Most upper extremity problems encountered by overhead motion athletes will involve the musculoskeletal structures around the shoulder joint, shoulder girdle, and cervical spine area. Vascular and neurologic conditions also occur in the cervical and scapulothoracic regions that sports medicine physicians and other health care professionals need to recognize. One such condition, axillosubclavian venous thrombosis, is unique to the thoracic outlet. It is a subset of thoracic outlet syndrome (TOS) known as effort thrombosis and often is referred to as Paget‐Schroetter syndrome (1). First described separately by James Paget in 1875 and von Schroetter in 1884, Paget-Schroetter syndrome was termed in 1949 by E.S. Hughes in his review of venous obstruction in the upper extremity (1).

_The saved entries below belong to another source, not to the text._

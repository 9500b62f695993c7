//! Fixed-size worker pool with a bounded queue, and the latch used to join
//! a wave of work units.

use std::panic::{self, AssertUnwindSafe};
use std::sync::mpsc::{Receiver, SyncSender, TrySendError, sync_channel};
use std::sync::{Arc, Condvar, Mutex};
use std::thread::{self, JoinHandle};

use crate::error::ScheduleError;

pub type Job = Box<dyn FnOnce() + Send + 'static>;

pub struct WorkerPool {
    sender: Option<SyncSender<Job>>,
    workers: Vec<JoinHandle<()>>,
}

impl WorkerPool {
    /// Spawns `threads` workers sharing a queue of `queue_capacity` jobs.
    pub fn new(threads: usize, queue_capacity: usize) -> Self {
        let threads = threads.max(1);
        let (sender, receiver) = sync_channel::<Job>(queue_capacity);
        let receiver = Arc::new(Mutex::new(receiver));

        let workers = (0..threads)
            .filter_map(|i| {
                let receiver = Arc::clone(&receiver);
                thread::Builder::new()
                    .name(format!("cutlist-worker-{i}"))
                    .spawn(move || worker_loop(receiver))
                    .map_err(|e| tracing::error!(error = %e, "failed to spawn worker thread"))
                    .ok()
            })
            .collect();

        Self {
            sender: Some(sender),
            workers,
        }
    }

    pub fn threads(&self) -> usize {
        self.workers.len()
    }

    /// Queues `job` without blocking. A full queue hands the job back.
    pub fn try_execute(&self, job: Job) -> Result<(), ScheduleError> {
        let Some(sender) = &self.sender else {
            return Err(ScheduleError::ShutDown(job));
        };
        sender.try_send(job).map_err(|e| match e {
            TrySendError::Full(job) => ScheduleError::QueueFull(job),
            TrySendError::Disconnected(job) => ScheduleError::ShutDown(job),
        })
    }

    /// Queues `job`, waiting for queue space if needed.
    pub fn execute(&self, job: Job) -> Result<(), ScheduleError> {
        let Some(sender) = &self.sender else {
            return Err(ScheduleError::ShutDown(job));
        };
        sender.send(job).map_err(|e| ScheduleError::ShutDown(e.0))
    }
}

fn worker_loop(receiver: Arc<Mutex<Receiver<Job>>>) {
    loop {
        let next = match receiver.lock() {
            Ok(guard) => guard.recv(),
            Err(_) => return,
        };
        let Ok(job) = next else {
            return;
        };
        // A panicking unit must not take the worker down with it.
        if panic::catch_unwind(AssertUnwindSafe(job)).is_err() {
            tracing::error!("work unit panicked");
        }
    }
}

impl Drop for WorkerPool {
    fn drop(&mut self) {
        // Closing the channel makes every idle worker return.
        drop(self.sender.take());
        for worker in self.workers.drain(..) {
            if worker.join().is_err() {
                tracing::error!("worker thread panicked");
            }
        }
    }
}

/// Countdown of outstanding work units of one wave.
#[derive(Debug, Default)]
pub struct WaveLatch {
    remaining: Mutex<usize>,
    drained: Condvar,
}

impl WaveLatch {
    pub fn new() -> Self {
        Self::default()
    }

    pub fn add(&self, n: usize) {
        let mut remaining = self.remaining.lock().unwrap_or_else(|e| e.into_inner());
        *remaining += n;
    }

    pub fn done(&self) {
        let mut remaining = self.remaining.lock().unwrap_or_else(|e| e.into_inner());
        *remaining = remaining.saturating_sub(1);
        if *remaining == 0 {
            self.drained.notify_all();
        }
    }

    pub fn remaining(&self) -> usize {
        *self.remaining.lock().unwrap_or_else(|e| e.into_inner())
    }

    /// Blocks until every added unit is done.
    pub fn wait(&self) {
        let mut remaining = self.remaining.lock().unwrap_or_else(|e| e.into_inner());
        while *remaining > 0 {
            remaining = self
                .drained
                .wait(remaining)
                .unwrap_or_else(|e| e.into_inner());
        }
    }

    /// Marks one unit done when dropped, even if the unit panics.
    pub fn guard(self: &Arc<Self>) -> LatchGuard {
        LatchGuard(Arc::clone(self))
    }
}

pub struct LatchGuard(Arc<WaveLatch>);

impl Drop for LatchGuard {
    fn drop(&mut self) {
        self.0.done();
    }
}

Generally TOS is divided into two major types — neurogenic and vasculogenic. Neurogenic TOS is thought to be a result of anatomical compromise of the lower trunks of the brachial plexus (10). There exists some controversy regarding the diagnosis of neurogenic TOS based on the variability of test results and the lack of a true diagnostic marker (10,17). Vasculogenic TOSs derive from venous (vTOS) or arterial (aTOS) etiologies and demonstrate symptoms and signs that are usually consistent with vessel compromise (17). aTOS is associated usually with cervical or anomalous first ribs, scalene muscle hypertrophy, and congenital muscle bands in the posterior aspect of the thoracic outlet where the subclavian artery resides (17). vTOS is associated with compromise of the subclavian vein in the anterior aspect of the thoracic outlet where the costoclavicular ligament contributes to the narrowing at the costoclavicular junction (1,9).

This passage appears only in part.